Output all of the material exactly; leave out no line.

*DATA SHOWN*:
━━━━━━━━━━━━━━━━━━━━

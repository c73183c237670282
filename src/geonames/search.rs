//! Place-name search (`searchJSON`)

use tracing::{info, instrument};

use super::GeoNamesClient;
use super::raw::RawGeoResponse;
use crate::Result;

const ENDPOINT: &str = "searchJSON";

#[derive(Debug, Clone)]
pub struct GeoClient {
    api: GeoNamesClient,
}

impl GeoClient {
    #[must_use]
    pub fn new(api: GeoNamesClient) -> Self {
        Self { api }
    }

    /// Query string for a fuzzy, English, full-detail search of up to 20 places
    #[must_use]
    pub fn search_params(query: &str) -> String {
        format!(
            "q={}&fuzzy=0.8&maxRows=20&startRow=0&lang=en&isNameRequired=true&style=FULL",
            urlencoding::encode(query)
        )
    }

    #[instrument(skip(self))]
    pub async fn fetch_candidates(&self, query: &str) -> Result<RawGeoResponse> {
        let mut response: RawGeoResponse = self
            .api
            .get_json(ENDPOINT, &Self::search_params(query))
            .await?;

        if let Some(status) = response.status.take() {
            if !status.is_no_result() {
                return Err(status.into_error());
            }
            return Ok(RawGeoResponse::default());
        }

        info!(
            "GeoNames returned {} of {} places",
            response.geonames.len(),
            response.total_results().unwrap_or(response.geonames.len())
        );
        Ok(response)
    }
}

#[cfg(test)]
mod tests {
    use super::*;
    use crate::WeatherMapError;
    use crate::config::GeoNamesConfig;
    use serde_json::json;
    use wiremock::matchers::{method, path, query_param};
    use wiremock::{Mock, MockServer, ResponseTemplate};

    fn client_for(server: &MockServer) -> GeoClient {
        let config = GeoNamesConfig {
            username: "tester".to_string(),
            base_url: server.uri(),
            timeout_seconds: 2,
        };
        GeoClient::new(GeoNamesClient::new(&config).unwrap())
    }

    #[test]
    fn test_search_params_encode_spaces() {
        let params = GeoClient::search_params("Santa Cruz de Tenerife");
        assert!(params.starts_with("q=Santa%20Cruz%20de%20Tenerife&"));
        assert!(params.contains("fuzzy=0.8"));
        assert!(params.contains("maxRows=20"));
        assert!(params.ends_with("style=FULL"));
    }

    #[tokio::test]
    async fn test_fetch_candidates_sends_expected_query() {
        let server = MockServer::start().await;
        Mock::given(method("GET"))
            .and(path("/searchJSON"))
            .and(query_param("q", "San Sebastian"))
            .and(query_param("fuzzy", "0.8"))
            .and(query_param("maxRows", "20"))
            .and(query_param("startRow", "0"))
            .and(query_param("lang", "en"))
            .and(query_param("isNameRequired", "true"))
            .and(query_param("style", "FULL"))
            .and(query_param("username", "tester"))
            .respond_with(ResponseTemplate::new(200).set_body_json(json!({
                "totalResultsCount": 1,
                "geonames": [{"asciiName": "San Sebastian", "score": 50.0}]
            })))
            .expect(1)
            .mount(&server)
            .await;

        let response = client_for(&server)
            .fetch_candidates("San Sebastian")
            .await
            .unwrap();
        assert_eq!(response.geonames.len(), 1);
        assert_eq!(response.geonames[0].name(), Some("San Sebastian"));
    }

    #[tokio::test]
    async fn test_status_payload_becomes_upstream_error() {
        let server = MockServer::start().await;
        Mock::given(method("GET"))
            .and(path("/searchJSON"))
            .respond_with(ResponseTemplate::new(200).set_body_json(json!({
                "status": {"message": "the daily limit of 20000 credits has been exceeded", "value": 18}
            })))
            .mount(&server)
            .await;

        let err = client_for(&server).fetch_candidates("Madrid").await.unwrap_err();
        assert!(matches!(err, WeatherMapError::Upstream { code: 18, .. }));
    }

    #[tokio::test]
    async fn test_no_result_status_is_empty() {
        let server = MockServer::start().await;
        Mock::given(method("GET"))
            .and(path("/searchJSON"))
            .respond_with(ResponseTemplate::new(200).set_body_json(json!({
                "status": {"message": "no result found", "value": 15}
            })))
            .mount(&server)
            .await;

        let response = client_for(&server).fetch_candidates("Qwxz").await.unwrap();
        assert!(response.geonames.is_empty());
    }

    #[tokio::test]
    async fn test_non_json_body_is_network_error() {
        let server = MockServer::start().await;
        Mock::given(method("GET"))
            .and(path("/searchJSON"))
            .respond_with(ResponseTemplate::new(200).set_body_string("<html>maintenance</html>"))
            .mount(&server)
            .await;

        let err = client_for(&server).fetch_candidates("Madrid").await.unwrap_err();
        assert!(matches!(err, WeatherMapError::Network { .. }));
    }

    #[tokio::test]
    async fn test_server_error_is_network_error() {
        let server = MockServer::start().await;
        Mock::given(method("GET"))
            .and(path("/searchJSON"))
            .respond_with(ResponseTemplate::new(503))
            .mount(&server)
            .await;

        let err = client_for(&server).fetch_candidates("Madrid").await.unwrap_err();
        assert!(err.to_string().contains("503"));
    }

    #[tokio::test]
    async fn test_slow_upstream_times_out() {
        let server = MockServer::start().await;
        Mock::given(method("GET"))
            .and(path("/searchJSON"))
            .respond_with(
                ResponseTemplate::new(200)
                    .set_body_json(json!({"geonames": []}))
                    .set_delay(std::time::Duration::from_secs(5)),
            )
            .mount(&server)
            .await;

        let config = GeoNamesConfig {
            username: "tester".to_string(),
            base_url: server.uri(),
            timeout_seconds: 1,
        };
        let client = GeoClient::new(GeoNamesClient::new(&config).unwrap());

        let err = client.fetch_candidates("Madrid").await.unwrap_err();
        assert!(matches!(err, WeatherMapError::Network { .. }));
    }
}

━━━━━━━━━━━━━━━━━━━━

*TASK RESPONSE*:
repository c73183c237670282
filename src/geonames/search.rs
//! Place-name search (`searchJSON`)

use tracing::{info, instrument};

use super::GeoNamesClient;
use super::raw::RawGeoResponse;
use crate::Result;

const ENDPOINT: &str = "searchJSON";

#[derive(Debug, Clone)]
pub struct GeoClient {
    api: GeoNamesClient,
}

impl GeoClient {
    #[must_use]
    pub fn new(api: GeoNamesClient) -> Self {
        Self { api }
    }

    /// Query string for a fuzzy, English, full-detail search of up to 20 places
    #[must_use]
    pub fn search_params(query: &str) -> String {
        format!(
            "q={}&fuzzy=0.8&maxRows=20&startRow=0&lang=en&isNameRequired=true&style=FULL",
            urlencoding::encode(query)
        )
    }

    #[instrument(skip(self))]
    pub async fn fetch_candidates(&self, query: &str) -> Result<RawGeoResponse> {
        let mut response: RawGeoResponse = self
            .api
            .get_json(ENDPOINT, &Self::search_params(query))
            .await?;

        if let Some(status) = response.status.take() {
            if !status.is_no_result() {
                return Err(status.into_error());
            }
            return Ok(RawGeoResponse::default());
        }

        info!(
            "GeoNames returned {} of {} places",
            response.geonames.len(),
            response.total_results().unwrap_or(response.geonames.len())
        );
        Ok(response)
    }
}

#[cfg(test)]
mod tests {
    use super::*;
    use crate::WeatherMapError;
    use crate::config::GeoNamesConfig;
    use serde_json::json;
    use wiremock::matchers::{method, path, query_param};
    use wiremock::{Mock, MockServer, ResponseTemplate};

    fn client_for(server: &MockServer) -> GeoClient {
        let config = GeoNamesConfig {
            username: "tester".to_string(),
            base_url: server.uri(),
            timeout_seconds: 2,
        };
        GeoClient::new(GeoNamesClient::new(&config).unwrap())
    }

    #[test]
    fn test_search_params_encode_spaces() {
        let params = GeoClient::search_params("Santa Cruz de Tenerife");
        assert!(params.starts_with("q=Santa%20Cruz%20de%20Tenerife&"));
        assert!(params.contains("fuzzy=0.8"));
        assert!(params.contains("maxRows=20"));
        assert!(params.ends_with("style=FULL"));
    }

    #[tokio::test]
    async fn test_fetch_candidates_sends_expected_query() {
        let server = MockServer::start().await;
        Mock::given(method("GET"))
            .and(path("/searchJSON"))
            .and(query_param("q", "San Sebastian"))
            .and(query_param("fuzzy", "0.8"))
            .and(query_param("maxRows", "20"))
            .and(query_param("startRow", "0"))
            .and(query_param("lang", "en"))
            .and(query_param("isNameRequired", "true"))
            .and(query_param("style", "FULL"))
            .and(query_param("username", "tester"))
            .respond_with(ResponseTemplate::new(200).set_body_json(json!({
                "totalResultsCount": 1,
                "geonames": [{"asciiName": "San Sebastian", "score": 50.0}]
            })))
            .expect(1)
            .mount(&server)
            .await;

        let response = client_for(&server)
            .fetch_candidates("San Sebastian")
            .await
            .unwrap();
        assert_eq!(response.geonames.len(), 1);
        assert_eq!(response.geonames[0].name(), Some("San Sebastian"));
    }

    #[tokio::test]
    async fn test_status_payload_becomes_upstream_error() {
        let server = MockServer::start().await;
        Mock::given(method("GET"))
            .and(path("/searchJSON"))
            .respond_with(ResponseTemplate::new(200).set_body_json(json!({
                "status": {"message": "the daily limit of 20000 credits has been exceeded", "value": 18}
            })))
            .mount(&server)
            .await;

        let err = client_for(&server).fetch_candidates("Madrid").await.unwrap_err();
        assert!(matches!(err, WeatherMapError::Upstream { code: 18, .. }));
    }

    #[tokio::test]
    async fn test_no_result_status_is_empty() {
        let server = MockServer::start().await;
        Mock::given(method("GET"))
            .and(path("/searchJSON"))
            .respond_with(ResponseTemplate::new(200).set_body_json(json!({
                "status": {"message": "no result found", "value": 15}
            })))
            .mount(&server)
            .await;

        let response = client_for(&server).fetch_candidates("Qwxz").await.unwrap();
        assert!(response.geonames.is_empty());
    }

    #[tokio::test]
    async fn test_non_json_body_is_network_error() {
        let server = MockServer::start().await;
        Mock::given(method("GET"))
            .and(path("/searchJSON"))
            .respond_with(ResponseTemplate::new(200).set_body_string("<html>maintenance</html>"))
            .mount(&server)
            .await;

        let err = client_for(&server).fetch_candidates("Madrid").await.unwrap_err();
        assert!(matches!(err, WeatherMapError::Network { .. }));
    }

    #[tokio::test]
    async fn test_server_error_is_network_error() {
        let server = MockServer::start().await;
        Mock::given(method("GET"))
            .and(path("/searchJSON"))
            .respond_with(ResponseTemplate::new(503))
            .mount(&server)
            .await;

        let err = client_for(&server).fetch_candidates("Madrid").await.unwrap_err();
        assert!(err.to_string().contains("503"));
    }

    #[tokio::test]
    async fn test_slow_upstream_times_out() {
        let server = MockServer::start().await;
        Mock::given(method("GET"))
            .and(path("/searchJSON"))
            .respond_with(
                ResponseTemplate::new(200)
                    .set_body_json(json!({"geonames": []}))
                    .set_delay(std::time::Duration::from_secs(5)),
            )
            .mount(&server)
            .await;

        let config = GeoNamesConfig {
            username: "tester".to_string(),
            base_url: server.uri(),
            timeout_seconds: 1,
        };
        let client = GeoClient::new(GeoNamesClient::new(&config).unwrap());

        let err = client.fetch_candidates("Madrid").await.unwrap_err();
        assert!(matches!(err, WeatherMapError::Network { .. }));
    }
}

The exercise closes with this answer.